6:10 a.m. Yoga club. Well, that’s what I’ve named us anyway. My friend
Jenny (who also happens to be our child care provider, homeschool expert and
all around great person) and I decided to start going to Yoga at 6 a.m. because
an awesome woman in the community was offering free classes.
Okay, so they aren’t really free. They are “donation” based – but a
donation is far better than paying $100 a month for the gym in the off chance
I’ll get up. Plus – I feel a lot guiltier skipping out on the “free” yoga
because this sweet woman is giving her time to a small group of women and
doesn’t expect to be paid for it. I WANT to go so that she gets a donation.
It’s a weird reasoning.
Anyway.
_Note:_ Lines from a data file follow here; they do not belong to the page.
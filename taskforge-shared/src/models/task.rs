/// Task model and domain rules
///
/// Tasks are the core entity: every task belongs to exactly one user and
/// carries a workflow status, a priority, and an optional due date. All
/// persistence goes through the repository port in `crate::repo`; this
/// module holds the data shapes and the pure rules (toggle transition,
/// overdue derivation, ownership equality).
///
/// # Schema
///
/// ```sql
/// CREATE TYPE task_status AS ENUM ('pending', 'in_progress', 'completed', 'cancelled');
/// CREATE TYPE task_priority AS ENUM ('low', 'medium', 'high', 'urgent');
///
/// CREATE TABLE tasks (
///     id UUID PRIMARY KEY DEFAULT gen_random_uuid(),
///     user_id UUID NOT NULL REFERENCES users(id) ON DELETE CASCADE,
///     title VARCHAR(255) NOT NULL,
///     description TEXT,
///     status task_status NOT NULL DEFAULT 'pending',
///     priority task_priority NOT NULL DEFAULT 'medium',
///     due_date DATE,
///     created_at TIMESTAMPTZ NOT NULL DEFAULT NOW(),
///     updated_at TIMESTAMPTZ NOT NULL DEFAULT NOW(),
///     deleted_at TIMESTAMPTZ
/// );
/// ```
///
/// Soft deletes: `deleted_at` is set instead of removing the row, and every
/// live-row query filters on `deleted_at IS NULL`.

use chrono::{DateTime, NaiveDate, Utc};
use serde::{Deserialize, Serialize};
use uuid::Uuid;

/// Workflow status of a task
///
/// The derived `Ord` follows declaration order, which matches the Postgres
/// enum declaration, so in-memory and SQL sorts agree.
#[derive(
    Debug, Clone, Copy, PartialEq, Eq, PartialOrd, Ord, Serialize, Deserialize, sqlx::Type,
)]
#[sqlx(type_name = "task_status", rename_all = "snake_case")]
#[serde(rename_all = "snake_case")]
pub enum TaskStatus {
    Pending,
    InProgress,
    Completed,
    Cancelled,
}

impl TaskStatus {
    /// Returns the wire form of the status, e.g. "in_progress"
    pub fn as_str(&self) -> &'static str {
        match self {
            TaskStatus::Pending => "pending",
            TaskStatus::InProgress => "in_progress",
            TaskStatus::Completed => "completed",
            TaskStatus::Cancelled => "cancelled",
        }
    }

    /// Returns the human-readable label, e.g. "In Progress"
    pub fn label(&self) -> &'static str {
        match self {
            TaskStatus::Pending => "Pending",
            TaskStatus::InProgress => "In Progress",
            TaskStatus::Completed => "Completed",
            TaskStatus::Cancelled => "Cancelled",
        }
    }

    /// Parses a status from its wire form
    pub fn parse(value: &str) -> Option<Self> {
        match value {
            "pending" => Some(TaskStatus::Pending),
            "in_progress" => Some(TaskStatus::InProgress),
            "completed" => Some(TaskStatus::Completed),
            "cancelled" => Some(TaskStatus::Cancelled),
            _ => None,
        }
    }

    /// The status toggle transition: completed flips back to pending, every
    /// other status moves to completed
    pub fn toggled(self) -> Self {
        if self == TaskStatus::Completed {
            TaskStatus::Pending
        } else {
            TaskStatus::Completed
        }
    }
}

/// Priority of a task
///
/// Ordering is by severity (urgent highest), which also matches the
/// Postgres enum declaration order.
#[derive(
    Debug, Clone, Copy, PartialEq, Eq, PartialOrd, Ord, Serialize, Deserialize, sqlx::Type,
)]
#[sqlx(type_name = "task_priority", rename_all = "snake_case")]
#[serde(rename_all = "snake_case")]
pub enum TaskPriority {
    Low,
    Medium,
    High,
    Urgent,
}

impl TaskPriority {
    /// Returns the wire form of the priority, e.g. "urgent"
    pub fn as_str(&self) -> &'static str {
        match self {
            TaskPriority::Low => "low",
            TaskPriority::Medium => "medium",
            TaskPriority::High => "high",
            TaskPriority::Urgent => "urgent",
        }
    }

    /// Returns the human-readable label, e.g. "Urgent"
    pub fn label(&self) -> &'static str {
        match self {
            TaskPriority::Low => "Low",
            TaskPriority::Medium => "Medium",
            TaskPriority::High => "High",
            TaskPriority::Urgent => "Urgent",
        }
    }

    /// Parses a priority from its wire form
    pub fn parse(value: &str) -> Option<Self> {
        match value {
            "low" => Some(TaskPriority::Low),
            "medium" => Some(TaskPriority::Medium),
            "high" => Some(TaskPriority::High),
            "urgent" => Some(TaskPriority::Urgent),
            _ => None,
        }
    }

    /// Numeric severity rank, urgent highest
    ///
    /// Sorting by priority uses this rank, never the lexical name (lexical
    /// descending would give urgent, medium, low, high).
    pub fn severity(&self) -> u8 {
        match self {
            TaskPriority::Low => 1,
            TaskPriority::Medium => 2,
            TaskPriority::High => 3,
            TaskPriority::Urgent => 4,
        }
    }
}

/// Task model representing one to-do item
#[derive(Debug, Clone, Serialize, Deserialize, sqlx::FromRow)]
pub struct Task {
    /// Unique task ID (UUID v4)
    pub id: Uuid,

    /// Owning user; immutable after creation and the sole basis for access
    /// control
    pub user_id: Uuid,

    /// Title (required, at most 255 characters)
    pub title: String,

    /// Optional free-form description (at most 5000 characters)
    pub description: Option<String>,

    /// Workflow status
    pub status: TaskStatus,

    /// Priority
    pub priority: TaskPriority,

    /// Optional due date (calendar date, no time component)
    pub due_date: Option<NaiveDate>,

    /// When the task was created
    pub created_at: DateTime<Utc>,

    /// When the task was last updated
    pub updated_at: DateTime<Utc>,

    /// Soft-delete marker; a set value excludes the row from normal queries
    pub deleted_at: Option<DateTime<Utc>>,
}

impl Task {
    /// True when the task is owned by the given user
    pub fn belongs_to(&self, user_id: Uuid) -> bool {
        self.user_id == user_id
    }

    /// True when the task has reached the completed status
    pub fn is_completed(&self) -> bool {
        self.status == TaskStatus::Completed
    }

    /// Derived overdue flag, anchored to an explicit date so callers and
    /// tests share one clock
    ///
    /// A task is overdue when it has a due date strictly before `today` and
    /// is not completed. Only completion exempts: a cancelled task with a
    /// past due date still counts as overdue here. The list-level overdue
    /// filter in `crate::query::filter` additionally excludes cancelled
    /// tasks; the two predicates are intentionally different.
    pub fn is_overdue_on(&self, today: NaiveDate) -> bool {
        match self.due_date {
            Some(due_date) => !self.is_completed() && due_date < today,
            None => false,
        }
    }

    /// Derived overdue flag against the current date
    pub fn is_overdue(&self) -> bool {
        self.is_overdue_on(Utc::now().date_naive())
    }
}

/// Input for creating a new task
///
/// `user_id` is always the authenticated caller, never client-supplied.
#[derive(Debug, Clone)]
pub struct NewTask {
    pub user_id: Uuid,
    pub title: String,
    pub description: Option<String>,
    pub status: TaskStatus,
    pub priority: TaskPriority,
    pub due_date: Option<NaiveDate>,
}

/// Input for partially updating a task
///
/// The outer `None` leaves a column untouched. For the nullable columns the
/// inner `Option` distinguishes "set a value" from "clear" (`Some(None)`).
/// Status and priority can only be replaced, never cleared.
#[derive(Debug, Clone, Default)]
pub struct TaskChanges {
    pub title: Option<String>,
    pub description: Option<Option<String>>,
    pub status: Option<TaskStatus>,
    pub priority: Option<TaskPriority>,
    pub due_date: Option<Option<NaiveDate>>,
}

impl TaskChanges {
    /// True when no field would change
    pub fn is_empty(&self) -> bool {
        self.title.is_none()
            && self.description.is_none()
            && self.status.is_none()
            && self.priority.is_none()
            && self.due_date.is_none()
    }
}

#[cfg(test)]
mod tests {
    use super::*;

    fn task_with(status: TaskStatus, due_date: Option<NaiveDate>) -> Task {
        Task {
            id: Uuid::new_v4(),
            user_id: Uuid::new_v4(),
            title: "Write report".to_string(),
            description: None,
            status,
            priority: TaskPriority::Medium,
            due_date,
            created_at: Utc::now(),
            updated_at: Utc::now(),
            deleted_at: None,
        }
    }

    fn date(year: i32, month: u32, day: u32) -> NaiveDate {
        NaiveDate::from_ymd_opt(year, month, day).unwrap()
    }

    #[test]
    fn test_status_wire_forms_round_trip() {
        for status in [
            TaskStatus::Pending,
            TaskStatus::InProgress,
            TaskStatus::Completed,
            TaskStatus::Cancelled,
        ] {
            assert_eq!(TaskStatus::parse(status.as_str()), Some(status));
        }
        assert_eq!(TaskStatus::parse("archived"), None);
        assert_eq!(TaskStatus::parse(""), None);
        assert_eq!(TaskStatus::parse("Pending"), None);
    }

    #[test]
    fn test_priority_wire_forms_round_trip() {
        for priority in [
            TaskPriority::Low,
            TaskPriority::Medium,
            TaskPriority::High,
            TaskPriority::Urgent,
        ] {
            assert_eq!(TaskPriority::parse(priority.as_str()), Some(priority));
        }
        assert_eq!(TaskPriority::parse("critical"), None);
    }

    #[test]
    fn test_status_labels() {
        assert_eq!(TaskStatus::Pending.label(), "Pending");
        assert_eq!(TaskStatus::InProgress.label(), "In Progress");
        assert_eq!(TaskStatus::Completed.label(), "Completed");
        assert_eq!(TaskStatus::Cancelled.label(), "Cancelled");
    }

    #[test]
    fn test_priority_labels() {
        assert_eq!(TaskPriority::Low.label(), "Low");
        assert_eq!(TaskPriority::Medium.label(), "Medium");
        assert_eq!(TaskPriority::High.label(), "High");
        assert_eq!(TaskPriority::Urgent.label(), "Urgent");
    }

    #[test]
    fn test_toggle_flips_completed_to_pending() {
        assert_eq!(TaskStatus::Completed.toggled(), TaskStatus::Pending);
    }

    #[test]
    fn test_toggle_moves_every_other_status_to_completed() {
        assert_eq!(TaskStatus::Pending.toggled(), TaskStatus::Completed);
        assert_eq!(TaskStatus::InProgress.toggled(), TaskStatus::Completed);
        assert_eq!(TaskStatus::Cancelled.toggled(), TaskStatus::Completed);
    }

    #[test]
    fn test_toggle_twice_from_pending_is_identity() {
        assert_eq!(TaskStatus::Pending.toggled().toggled(), TaskStatus::Pending);
    }

    #[test]
    fn test_priority_severity_order() {
        assert!(TaskPriority::Urgent.severity() > TaskPriority::High.severity());
        assert!(TaskPriority::High.severity() > TaskPriority::Medium.severity());
        assert!(TaskPriority::Medium.severity() > TaskPriority::Low.severity());
    }

    #[test]
    fn test_derived_ord_matches_severity() {
        assert!(TaskPriority::Urgent > TaskPriority::High);
        assert!(TaskPriority::High > TaskPriority::Medium);
        assert!(TaskPriority::Medium > TaskPriority::Low);
    }

    #[test]
    fn test_overdue_requires_a_due_date() {
        let task = task_with(TaskStatus::Pending, None);
        assert!(!task.is_overdue_on(date(2026, 1, 10)));
    }

    #[test]
    fn test_overdue_when_past_due_and_open() {
        let task = task_with(TaskStatus::Pending, Some(date(2026, 1, 5)));
        assert!(task.is_overdue_on(date(2026, 1, 10)));
    }

    #[test]
    fn test_not_overdue_on_the_due_date_itself() {
        let task = task_with(TaskStatus::Pending, Some(date(2026, 1, 10)));
        assert!(!task.is_overdue_on(date(2026, 1, 10)));
    }

    #[test]
    fn test_not_overdue_when_due_in_the_future() {
        let task = task_with(TaskStatus::Pending, Some(date(2026, 1, 15)));
        assert!(!task.is_overdue_on(date(2026, 1, 10)));
    }

    #[test]
    fn test_completed_task_is_never_overdue() {
        let task = task_with(TaskStatus::Completed, Some(date(2026, 1, 5)));
        assert!(!task.is_overdue_on(date(2026, 1, 10)));
    }

    #[test]
    fn test_cancelled_task_past_due_is_still_overdue() {
        // Only completion exempts the per-record flag; cancellation does not
        let task = task_with(TaskStatus::Cancelled, Some(date(2026, 1, 5)));
        assert!(task.is_overdue_on(date(2026, 1, 10)));
    }

    #[test]
    fn test_belongs_to() {
        let task = task_with(TaskStatus::Pending, None);
        assert!(task.belongs_to(task.user_id));
        assert!(!task.belongs_to(Uuid::new_v4()));
    }

    #[test]
    fn test_task_changes_is_empty() {
        assert!(TaskChanges::default().is_empty());

        let changes = TaskChanges {
            priority: Some(TaskPriority::High),
            ..Default::default()
        };
        assert!(!changes.is_empty());

        let clears_description = TaskChanges {
            description: Some(None),
            ..Default::default()
        };
        assert!(!clears_description.is_empty());
    }
}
We get up at 5:30 a.m. after probably only sleeping 4 hours
(Jenny has four kids and I have two, so there isn’t a whole lot of hours to get
to ourselves so going to bed early is always out!) and we drive the 15 minutes
over to the lake front park to be there by 6:10.
The sky is still dark when I get into my car. It’s slate against the backdrop
of palm trees and oaks spread across the horizon. As I turn the curve onto
Lakeshore Blvd, the water comes into view and I start to see just a sliver of
pink start to stretch across the sky.
I drive further in, park by the playground and walk the short distance
down to the peninsula pavilion. The
water circles around us, lapping up on the rocks as the early morning breeze
floats across the ripples.
As I lean down into child’s pose the birds start to wake up as the sun
inches its way up above the shoreline. The ducks and the mocking birds chatter
incessantly to one another. I imagine their dialogue like that of two old friends
recounting their day before to each other over coffee – or in this case over
that early morning worm.
The sun climbs ever so slightly as we contort and stretch and move our
bodies to sun salutation. Hello sun. And it reminds me. Hello God.
See some people think that practicing yoga is somehow sacrilegious. I
completely disagree. Yoga is a place where yes, you quiet your mind and focus
on your body. It believes in quiet meditation and centering your thoughts. But
for me – this fits right into what I believe about Christ. As the sun raises
the thoughts of “the son” also raise into my heart.
Creation hums around me and I remember Psalms 148--
I hear the water splash melodically across the shore – even the water
and rocks cry out for God. It seems that as the sun’s light spreads out across
the shadows the whole Earth begins to give praise to God.
And so I bow towards the sun and I offer up my praise as well.
Thank you Jesus for this wind sweeping across my brow. Thank you God
for my body sore and stiff but able to nurture babies and grow strong. Thank
you Holy Spirit for this air so fresh, clear, breathing into my lungs the
spirit of God to blow out anew onto all those around me.
Today in the 6:10 Yoga Club we did a 10 minute meditation. I’ll be
honest – the path of the process was a little frou-frou for my tastes but I go
along with it anyway.
“Imagine your becoming one with this tree in the woods,” it whispers.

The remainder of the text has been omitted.